Kedua; Perubahan pasal 93 pada RUU Cipta Kerja menghilangkan hak pekerja perempuan untuk mendapatkan upah ketika berhalangan pada saat haid dihari pertama dan kedua sehingga tidak dapat melakukan pekerjaan. Selain itu, perubahan pasal 93 juga bisa menurunkan kualitas hak bahkan bisa hilang sebagian (jika tidak keseluruhannya) hak buruh untuk mendapatkan upah ketika sakit, ketika menikah, menikahkan dan mengkhitankan anak, membaptis anak, istri melahirkan atau keguguran kandungan, suami/isteri, orang tua/mertua, atau anak atau menantu meninggal dunia, anggota keluarga dalam satu rumah meninggal dunia.
- Hak atas Upah
Buruh perempuan yang bekerja pada perusahaan yang berkategori industry padat karya memungkinkan kehilangan upah minimum yang sama baik kuantitas maupun kualitasnya dengan pekerja yang bekerja di non padat karya, hal ini jelas sekali di rancang dalam RUU Cipta Kerja pasal 88E. sedangkan pengelompokkan industry padat karya dan non padat karya adalah wewenang pemerintah bersama pengusaha, sementara buruh/pekerja hanya sebagai obyek sosialisasi.

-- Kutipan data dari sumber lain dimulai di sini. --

use crate::cli::OutputFormat;
use colored::Colorize;
use fieldmeta_core::{FieldDefinition, IssueTypeMetadata, ProjectMetadata};
use serde::Serialize;

pub fn output_list<T: Serialize + Displayable>(items: &[T], format: OutputFormat) {
    match format {
        OutputFormat::Json => {
            if let Ok(json) = serde_json::to_string_pretty(&items) {
                println!("{}", json);
            }
        }
        OutputFormat::Text => {
            for item in items {
                println!("{}", item.display());
            }
        }
    }
}

pub fn output_json<T: Serialize>(value: &T) {
    if let Ok(json) = serde_json::to_string_pretty(value) {
        println!("{}", json);
    }
}

#[derive(Serialize)]
pub struct JsonError {
    pub error: bool,
    pub code: String,
    pub message: String,
}

pub fn output_error(err: &anyhow::Error, format: OutputFormat) {
    let message = match format {
        OutputFormat::Json => {
            let json_err = JsonError {
                error: true,
                code: "error".to_string(),
                message: format!("{:#}", err),
            };
            serde_json::to_string_pretty(&json_err).unwrap_or_else(|_| {
                format!(r#"{{"error": true, "message": "{}"}}"#, err)
            })
        }
        OutputFormat::Text => format!("{}: {:#}", "Error".red().bold(), err),
    };
    eprintln!("{}", message);
}

pub trait Displayable {
    fn display(&self) -> String;
}

/// One line of a field table
#[derive(Debug, Serialize)]
pub struct FieldRow {
    pub name: String,
    pub key: String,
    #[serde(rename = "type")]
    pub field_type: String,
    pub required: bool,
    pub has_default_value: bool,
    #[serde(skip_serializing_if = "Vec::is_empty")]
    pub allowed_values: Vec<String>,
}

impl From<&FieldDefinition> for FieldRow {
    fn from(field: &FieldDefinition) -> Self {
        let mut field_type = field.schema.field_type().to_string();
        if let Some(items) = &field.schema.items {
            field_type = format!("{}<{}>", field_type, items);
        }
        Self {
            name: field.name.clone(),
            key: field.key.clone(),
            field_type,
            required: field.required,
            has_default_value: field.has_default_value,
            allowed_values: field
                .allowed_values
                .iter()
                .map(|c| c.label().to_string())
                .collect(),
        }
    }
}

impl Displayable for FieldRow {
    fn display(&self) -> String {
        let name = if self.required {
            format!("{:<30}", self.name).white().bold()
        } else {
            format!("{:<30}", self.name).normal()
        };
        let mut output = format!(
            "{} {:<24} {:<16}",
            name,
            self.key.cyan(),
            self.field_type.dimmed()
        );
        if self.required {
            output.push_str(&format!(" {}", "required".yellow()));
        }
        if self.has_default_value {
            output.push_str(&format!(" {}", "(default)".dimmed()));
        }
        if !self.allowed_values.is_empty() {
            output.push_str(&format!(
                "\n{:>31}{}: {}",
                "",
                "Allowed".dimmed(),
                self.allowed_values.join(", ")
            ));
        }
        output
    }
}

/// Project with the names of its issue types
#[derive(Debug, Serialize)]
pub struct ProjectRow {
    pub id: String,
    pub key: String,
    pub name: String,
    pub issue_types: Vec<String>,
}

impl From<&ProjectMetadata> for ProjectRow {
    fn from(project: &ProjectMetadata) -> Self {
        Self {
            id: project.id.clone(),
            key: project.key.clone(),
            name: project.name.clone(),
            issue_types: project
                .issue_types
                .iter()
                .map(|t| {
                    if t.subtask {
                        format!("{} (subtask)", t.name)
                    } else {
                        t.name.clone()
                    }
                })
                .collect(),
        }
    }
}

impl Displayable for ProjectRow {
    fn display(&self) -> String {
        format!(
            "{} - {} ({})\n  {}: {}",
            self.key.cyan().bold(),
            self.name.white().bold(),
            self.id.dimmed(),
            "Issue types".dimmed(),
            self.issue_types.join(", ")
        )
    }
}

/// Issue type of a project, without its fields
#[derive(Debug, Serialize)]
pub struct IssueTypeRow {
    pub id: String,
    pub name: String,
    pub subtask: bool,
    #[serde(skip_serializing_if = "Option::is_none")]
    pub description: Option<String>,
}

impl From<&IssueTypeMetadata> for IssueTypeRow {
    fn from(issue_type: &IssueTypeMetadata) -> Self {
        Self {
            id: issue_type.id.clone(),
            name: issue_type.name.clone(),
            subtask: issue_type.subtask,
            description: issue_type
                .description
                .clone()
                .filter(|d| !d.is_empty()),
        }
    }
}

impl Displayable for IssueTypeRow {
    fn display(&self) -> String {
        let mut output = format!("{:<10} {}", self.id.cyan(), self.name.white().bold());
        if self.subtask {
            output.push_str(&format!(" {}", "(subtask)".dimmed()));
        }
        if let Some(description) = &self.description {
            output.push_str(&format!(" - {}", description.dimmed()));
        }
        output
    }
}

#[cfg(test)]
mod tests {
    use super::*;
    use fieldmeta_core::{EditMetaInfo, FieldSchema};
    use serde_json::json;

    #[test]
    fn field_row_shows_item_type_and_choices() {
        let meta = EditMetaInfo::from_value(&json!({
            "fields": {
                "components": {
                    "required": true,
                    "name": "Component/s",
                    "schema": {"type": "array", "items": "component"},
                    "allowedValues": [{"id": "1", "name": "Backend"}, {"id": "2", "name": "Web"}]
                }
            }
        }))
        .unwrap();

        let row = FieldRow::from(&meta.fields()[0]);
        assert_eq!(row.field_type, "array<component>");
        assert_eq!(row.allowed_values, vec!["Backend", "Web"]);

        colored::control::set_override(false);
        let text = row.display();
        assert!(text.contains("Component/s"));
        assert!(text.contains("required"));
        assert!(text.contains("Backend, Web"));
    }
}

Setidaknya 3 hal di atas memberikan sedikit gambaran mengenai kemungkinan dampak buruk yang akan ditimbulkan ketika omnibus law RUU Cipta Kerja disahkan. Dengan demikian, bagi buruh/pekerja khususnya perempuan pada Omnibus law RUU cipta kerja menunjukkan tidak ada kuantitas dan kualitas substansi yang lebih baik yang mampu memberikan kepastian hukum dan perlindungan kepada buruh perempuan saat ini dan dimasa yang akan datang, sebaliknya justru mengarah pada kemunduran kualitas hak untuk mendapatkan pekerjaan dan penghidupan yang layak bagi kemanusiaan karenanya tidak lah lebih berposisi sama seperti komoditas lainnya dalam rantai produksi barang dan jasa.